Record excerpts below:
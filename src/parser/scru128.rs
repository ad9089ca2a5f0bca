//! SCRU128 parser.

use chrono::DateTime;
use scru128::{Scru128Generator, Scru128Id};
use std::str::FromStr;
use std::sync::Mutex;

use super::IdParser;
use crate::error::IdError;
use crate::model::IdInfo;

/// Holds its own generator so consecutive ids stay monotonically ordered.
pub struct Scru128Parser {
    generator: Mutex<Scru128Generator>,
}

impl Default for Scru128Parser {
    fn default() -> Self {
        Self {
            generator: Mutex::new(Scru128Generator::new()),
        }
    }
}

impl IdParser for Scru128Parser {
    fn name(&self) -> &'static str {
        "SCRU128"
    }

    fn can_parse(&self, input: &str) -> bool {
        input.len() == 25
            && input.bytes().all(|b| b.is_ascii_alphanumeric())
            && Scru128Id::from_str(input).is_ok()
    }

    fn parse(&self, input: &str) -> Result<IdInfo, IdError> {
        let id = Scru128Id::from_str(input).map_err(|e| IdError::decode(e.to_string()))?;

        // Field layout: 48-bit ms timestamp | 24-bit counter_hi | 24-bit
        // counter_lo | 32-bit entropy.
        let value = (id.timestamp() as u128) << 80
            | (id.counter_hi() as u128) << 56
            | (id.counter_lo() as u128) << 32
            | id.entropy() as u128;
        let counter = ((id.counter_hi() as i64) << 24) | id.counter_lo() as i64;

        let mut info = IdInfo::new(
            "SCRU128 (Sortable, Clock and Random number-based Unique identifier)",
            id.to_string(),
            128,
        )
        .with_bytes(value.to_be_bytes().to_vec())
        .with_sequence(counter)
        .with_entropy(80)
        .with_extra("encoding", "Base36")
        .with_extra("timestamp_precision", "millisecond")
        .with_extra("sortable", "true")
        .with_extra("timestamp_bits", "48")
        .with_extra("counter_bits", "48")
        .with_extra("randomness_bits", "32")
        .with_extra("counter_value", counter.to_string());

        if let Some(dt) = DateTime::from_timestamp_millis(id.timestamp() as i64) {
            info = info.with_timestamp(dt);
        }
        Ok(info)
    }

    fn generate(&self) -> Result<String, IdError> {
        let mut generator = self
            .generator
            .lock()
            .map_err(|_| IdError::generation("scru128 generator state poisoned"))?;
        Ok(generator.generate().to_string())
    }
}
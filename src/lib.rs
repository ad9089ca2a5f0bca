//! idprobe - identifier inspection library
//!
//! Detects which unique-ID format a string belongs to (UUID, ULID, KSUID,
//! Snowflake, ...), decodes the structural fields the format embeds, and
//! generates fresh identifiers. The CLI in `main.rs` is a thin layer over
//! [`parser::registry`].

pub mod error;
pub mod model;
pub mod output;
pub mod parser;
//! NanoID parser.

use super::IdParser;
use crate::error::IdError;
use crate::model::IdInfo;

/// Default NanoID alphabet, in library index order.
const ALPHABET: &str = "_-0123456789abcdefghijklmnopqrstuvwxyzABCDEFGHIJKLMNOPQRSTUVWXYZ";

pub struct NanoIdParser;

/// Hyphen-grouped hex is a UUID, not a NanoID, even though every character
/// sits inside the NanoID alphabet.
fn is_uuid_shaped(input: &str) -> bool {
    input.len() == 36
        && input.char_indices().all(|(i, c)| match i {
            8 | 13 | 18 | 23 => c == '-',
            _ => c.is_ascii_hexdigit(),
        })
}

impl IdParser for NanoIdParser {
    fn name(&self) -> &'static str {
        "NanoID"
    }

    fn can_parse(&self, input: &str) -> bool {
        (6..=255).contains(&input.len())
            && input.chars().all(|c| ALPHABET.contains(c))
            && !is_uuid_shaped(input)
    }

    fn parse(&self, input: &str) -> Result<IdInfo, IdError> {
        if !self.can_parse(input) {
            return Err(IdError::decode(format!("invalid NanoID format: {input}")));
        }

        // Approximate binary form: one alphabet index per character
        let bytes: Vec<u8> = input
            .chars()
            .map(|c| ALPHABET.find(c).unwrap_or(0) as u8)
            .collect();

        let entropy = (input.len() as f64 * 64f64.log2()).ceil() as u32;
        let mut info = IdInfo::new("Nano ID", input, input.len() * 8)
            .with_raw_bytes(bytes)
            .with_entropy(entropy)
            .with_extra("alphabet", ALPHABET)
            .with_extra("alphabet_size", "64")
            .with_extra("length", input.len().to_string())
            .with_extra("url_safe", "true")
            .with_extra("collision_resistant", "true")
            .with_extra("binary_approximation", "one alphabet index per character");

        if input.len() == 21 {
            info = info.with_extra("collision_probability", "~1% in 4 years (1 ID/hour)");
        }
        Ok(info)
    }

    fn generate(&self) -> Result<String, IdError> {
        Ok(nanoid::nanoid!())
    }
}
End of Record excerpts.
The answer must be an exact copy of every entry.

filename src/parser/scru128.rs
repository ad9089ca2a5f0bca
//! SCRU128 parser.

use chrono::DateTime;
use scru128::{Scru128Generator, Scru128Id};
use std::str::FromStr;
use std::sync::Mutex;

use super::IdParser;
use crate::error::IdError;
use crate::model::IdInfo;

/// Holds its own generator so consecutive ids stay monotonically ordered.
pub struct Scru128Parser {
    generator: Mutex<Scru128Generator>,
}

impl Default for Scru128Parser {
    fn default() -> Self {
        Self {
            generator: Mutex::new(Scru128Generator::new()),
        }
    }
}

impl IdParser for Scru128Parser {
    fn name(&self) -> &'static str {
        "SCRU128"
    }

    fn can_parse(&self, input: &str) -> bool {
        input.len() == 25
            && input.bytes().all(|b| b.is_ascii_alphanumeric())
            && Scru128Id::from_str(input).is_ok()
    }

    fn parse(&self, input: &str) -> Result<IdInfo, IdError> {
        let id = Scru128Id::from_str(input).map_err(|e| IdError::decode(e.to_string()))?;

        // Field layout: 48-bit ms timestamp | 24-bit counter_hi | 24-bit
        // counter_lo | 32-bit entropy.
        let value = (id.timestamp() as u128) << 80
            | (id.counter_hi() as u128) << 56
            | (id.counter_lo() as u128) << 32
            | id.entropy() as u128;
        let counter = ((id.counter_hi() as i64) << 24) | id.counter_lo() as i64;

        let mut info = IdInfo::new(
            "SCRU128 (Sortable, Clock and Random number-based Unique identifier)",
            id.to_string(),
            128,
        )
        .with_bytes(value.to_be_bytes().to_vec())
        .with_sequence(counter)
        .with_entropy(80)
        .with_extra("encoding", "Base36")
        .with_extra("timestamp_precision", "millisecond")
        .with_extra("sortable", "true")
        .with_extra("timestamp_bits", "48")
        .with_extra("counter_bits", "48")
        .with_extra("randomness_bits", "32")
        .with_extra("counter_value", counter.to_string());

        if let Some(dt) = DateTime::from_timestamp_millis(id.timestamp() as i64) {
            info = info.with_timestamp(dt);
        }
        Ok(info)
    }

    fn generate(&self) -> Result<String, IdError> {
        let mut generator = self
            .generator
            .lock()
            .map_err(|_| IdError::generation("scru128 generator state poisoned"))?;
        Ok(generator.generate().to_string())
    }
}
filename src/lib.rs
repository ad9089ca2a5f0bca
//! idprobe - identifier inspection library
//!
//! Detects which unique-ID format a string belongs to (UUID, ULID, KSUID,
//! Snowflake, ...), decodes the structural fields the format embeds, and
//! generates fresh identifiers. The CLI in `main.rs` is a thin layer over
//! [`parser::registry`].

pub mod error;
pub mod model;
pub mod output;
pub mod parser;
//! NanoID parser.

use super::IdParser;
use crate::error::IdError;
use crate::model::IdInfo;

/// Default NanoID alphabet, in library index order.
const ALPHABET: &str = "_-0123456789abcdefghijklmnopqrstuvwxyzABCDEFGHIJKLMNOPQRSTUVWXYZ";

pub struct NanoIdParser;

/// Hyphen-grouped hex is a UUID, not a NanoID, even though every character
/// sits inside the NanoID alphabet.
fn is_uuid_shaped(input: &str) -> bool {
    input.len() == 36
        && input.char_indices().all(|(i, c)| match i {
            8 | 13 | 18 | 23 => c == '-',
            _ => c.is_ascii_hexdigit(),
        })
}

impl IdParser for NanoIdParser {
    fn name(&self) -> &'static str {
        "NanoID"
    }

    fn can_parse(&self, input: &str) -> bool {
        (6..=255).contains(&input.len())
            && input.chars().all(|c| ALPHABET.contains(c))
            && !is_uuid_shaped(input)
    }

    fn parse(&self, input: &str) -> Result<IdInfo, IdError> {
        if !self.can_parse(input) {
            return Err(IdError::decode(format!("invalid NanoID format: {input}")));
        }

        // Approximate binary form: one alphabet index per character
        let bytes: Vec<u8> = input
            .chars()
            .map(|c| ALPHABET.find(c).unwrap_or(0) as u8)
            .collect();

        let entropy = (input.len() as f64 * 64f64.log2()).ceil() as u32;
        let mut info = IdInfo::new("Nano ID", input, input.len() * 8)
            .with_raw_bytes(bytes)
            .with_entropy(entropy)
            .with_extra("alphabet", ALPHABET)
            .with_extra("alphabet_size", "64")
            .with_extra("length", input.len().to_string())
            .with_extra("url_safe", "true")
            .with_extra("collision_resistant", "true")
            .with_extra("binary_approximation", "one alphabet index per character");

        if input.len() == 21 {
            info = info.with_extra("collision_probability", "~1% in 4 years (1 ID/hour)");
        }
        Ok(info)
    }

    fn generate(&self) -> Result<String, IdError> {
        Ok(nanoid::nanoid!())
    }
}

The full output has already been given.